Organizations most often opt for one of the big three: Amazon Web Services (AWS), Microsoft Azure or Google Cloud Platform, although other options exist too. While many of the large players offer similar services, there are nuances and differentiating factors to consider.

When you’re looking at which workloads to move to the public cloud and where to move them, keep the following in mind:

  • Your existing public-cloud footprint: If this isn’t your first foray into the public cloud, it can make sense to migrate future workloads to the public-cloud environment you already use. Many organizations do this for several reasons – for example, to leverage internal expertise or take advantage of the discounts and incentives that public-cloud providers may offer when you stay with them and expand your usage.
  • Costs: “Where should we run this?” is a question we often hear from our clients, followed by “What will it cost?” In cases where the services on offer by public-cloud providers are relatively similar, organizations often look at where they can accomplish their cloud goals in the most cost-effective way.
  • Availability service level agreements (SLAs): Downtime frustrates users and may have major financial ramifications. So, organizations often factor availability into their cost comparisons along with estimated revenue lost because of downtime. For each public-cloud provider you’re evaluating, look at the availability SLAs for the services you intend to use. For mission-critical applications, high reliability right out of the box is an important consideration.
  • Existing software licenses and operating systems: You can run your workloads on any public cloud, but organizations often prefer environments based on their software licenses and operating systems. For example, many Microsoft Enterprise Agreements extend to the public cloud, making it financially compelling for large Windows users to migrate to Azure. On the other hand, organizations with Linux environments often select AWS, which offers many services that work well with Linux.
  • Speed of deployment: Public-cloud vendors offer various provisioning and automation tools for application deployment. Look at the automation methods they give you and how quickly they run. Minutes versus hours can make a big difference, especially when you need to scale your applications rapidly and on-demand.
  • The “latest and greatest” factor: How current are the operating systems, products and services offered by the public-cloud vendor?
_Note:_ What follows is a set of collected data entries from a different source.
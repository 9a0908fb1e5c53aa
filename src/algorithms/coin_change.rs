//! Minimum-coin change.
//!
//! Bottom-up over amounts `1..=amount`. An amount that no coin combination
//! reaches stays unset; an unreachable target reports `-1`.

use serde::{Deserialize, Serialize};

use crate::algorithms::input::parse_bounded_list;
use crate::engine::generator::{
    parse_arg, reject_unknown, text_arg, AlgorithmInfo, Category, FrameView, ParamArgs,
    TraceGenerator,
};
use crate::engine::step::{Outcome, Trace, TraceRecorder};
use crate::error::VizResult;

/// Coin change input.
#[derive(Debug, Clone, PartialEq, Eq, Serialize, Deserialize)]
pub struct CoinChangeParams {
    /// Coin denominations, comma-separated.
    pub coins: String,
    /// Amount to make.
    pub amount: usize,
}

impl Default for CoinChangeParams {
    fn default() -> Self {
        Self {
            coins: "1, 2, 5".to_string(),
            amount: 11,
        }
    }
}

/// Coin change visualization state.
#[derive(Debug, Clone, PartialEq, Eq, Default, Serialize, Deserialize)]
pub struct CoinChangeFrame {
    /// Denominations.
    pub coins: Vec<usize>,
    /// `dp[a]`: fewest coins making `a`, unset while unreachable.
    pub dp: Vec<Option<u32>>,
    /// Amount being filled.
    pub amount: Option<usize>,
    /// Coin being tried.
    pub coin: Option<usize>,
    /// Whether the coin improved `dp[amount]`.
    pub improved: bool,
    /// Coins of the optimal answer, once reconstructed.
    pub used: Vec<usize>,
}

impl FrameView for CoinChangeFrame {
    fn render_lines(&self) -> Vec<String> {
        let cells: Vec<String> = self
            .dp
            .iter()
            .enumerate()
            .map(|(a, v)| {
                let v = v.map_or_else(|| "∞".to_string(), |v| v.to_string());
                if self.amount == Some(a) {
                    format!("[{a}:{v}]")
                } else {
                    format!("{a}:{v}")
                }
            })
            .collect();
        let mut lines = vec![cells.join(" ")];
        if let Some(coin) = self.coin {
            lines.push(format!("trying coin {coin}"));
        }
        if !self.used.is_empty() {
            let used: Vec<String> = self.used.iter().map(ToString::to_string).collect();
            lines.push(format!("coins {}", used.join(" + ")));
        }
        lines
    }
}

/// Coin change generator.
#[derive(Debug, Clone)]
pub struct CoinChangeGenerator {
    max_coins: usize,
    max_amount: usize,
}

impl CoinChangeGenerator {
    /// Create a generator with coin-count and amount bounds.
    #[must_use]
    pub const fn new(max_coins: usize, max_amount: usize) -> Self {
        Self {
            max_coins,
            max_amount,
        }
    }

    fn validate(&self, params: &CoinChangeParams) -> Result<Vec<usize>, String> {
        let coins = parse_bounded_list(&params.coins, self.max_coins)?;
        let coins = coins
            .iter()
            .map(|&c| usize::try_from(c).ok().filter(|&c| c > 0))
            .collect::<Option<Vec<usize>>>()
            .ok_or_else(|| "Coins must be positive".to_string())?;
        if params.amount > self.max_amount {
            return Err(format!("Amount may be at most {}", self.max_amount));
        }
        Ok(coins)
    }
}

impl TraceGenerator for CoinChangeGenerator {
    type Params = CoinChangeParams;
    type Frame = CoinChangeFrame;

    fn info(&self) -> AlgorithmInfo {
        AlgorithmInfo {
            id: "coin-change",
            name: "Coin Change",
            category: Category::DynamicProgramming,
            summary: "Fewest coins that add up to an amount",
            params: &["coins", "amount"],
        }
    }

    fn generate(&self, params: &CoinChangeParams) -> Trace<CoinChangeFrame> {
        let coins = match self.validate(params) {
            Ok(coins) => coins,
            Err(message) => return Trace::invalid(message, CoinChangeFrame::default()),
        };

        let target = params.amount;
        let mut dp = vec![None; target + 1];
        dp[0] = Some(0);
        let mut frame = CoinChangeFrame {
            coins: coins.clone(),
            dp,
            ..CoinChangeFrame::default()
        };
        let mut last_coin = vec![0usize; target + 1];

        let shown: Vec<String> = coins.iter().map(ToString::to_string).collect();
        let mut rec = TraceRecorder::new();
        rec.emit_opening(
            *params == CoinChangeParams::default(),
            format!(
                "Press play to make {target} from coins [{}]",
                shown.join(", ")
            ),
            "dp[0] = 0: zero coins make 0",
            frame.clone(),
        );

        for a in 1..=target {
            for &c in &coins {
                let candidate = if c <= a {
                    frame.dp[a - c].map(|n| n + 1)
                } else {
                    None
                };
                let improved = match (candidate, frame.dp[a]) {
                    (Some(new), Some(old)) => new < old,
                    (Some(_), None) => true,
                    _ => false,
                };
                let message = match candidate {
                    _ if c > a => format!("Coin {c} is larger than {a}"),
                    None => format!("{} is unreachable, so coin {c} cannot make {a}", a - c),
                    Some(new) if improved => format!("dp[{a}] = dp[{}] + 1 = {new}", a - c),
                    Some(new) => format!("Coin {c} gives {new}, no better for {a}"),
                };
                if improved {
                    frame.dp[a] = candidate;
                    last_coin[a] = c;
                }
                frame.amount = Some(a);
                frame.coin = Some(c);
                frame.improved = improved;
                rec.emit(message, frame.clone());
            }
        }

        frame.amount = None;
        frame.coin = None;
        frame.improved = false;
        let (best, message) = match frame.dp[target] {
            Some(count) => {
                let mut a = target;
                while a > 0 {
                    frame.used.push(last_coin[a]);
                    a -= last_coin[a];
                }
                (i64::from(count), format!("{target} needs {count} coins"))
            }
            None => (-1, format!("{target} cannot be made from these coins")),
        };
        rec.finish(message, frame, Outcome::Value(best))
    }

    fn apply_args(
        &self,
        current: &CoinChangeParams,
        args: &ParamArgs,
    ) -> VizResult<CoinChangeParams> {
        reject_unknown(args, &self.info())?;
        let mut next = current.clone();
        if let Some(coins) = text_arg(args, "coins") {
            next.coins = coins;
        }
        if let Some(amount) = parse_arg(args, "amount")? {
            next.amount = amount;
        }
        Ok(next)
    }
}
Many organizations want access to the latest versions and tools as they’re released, and they factor this into their public-cloud decisions.

Evaluate your public-cloud options with us

We can assist you at all stages of any cloud strategy –public, private, hybrid and multicloud.

This includes helping you evaluate public-cloud providers to find the ones best suited to your organization’s needs.

We pride ourselves on a cloud-neutral approach and have extensive expertise and experience across all cloud environments. From cloud planning and migration to management and modernization, we help you reduce costs and complexity, increase scalability and resilience, and achieve your business goals.

Whatever you select, we’re here to help maximize your success, every step of the way.

Learn more about our Managed Cloud Services.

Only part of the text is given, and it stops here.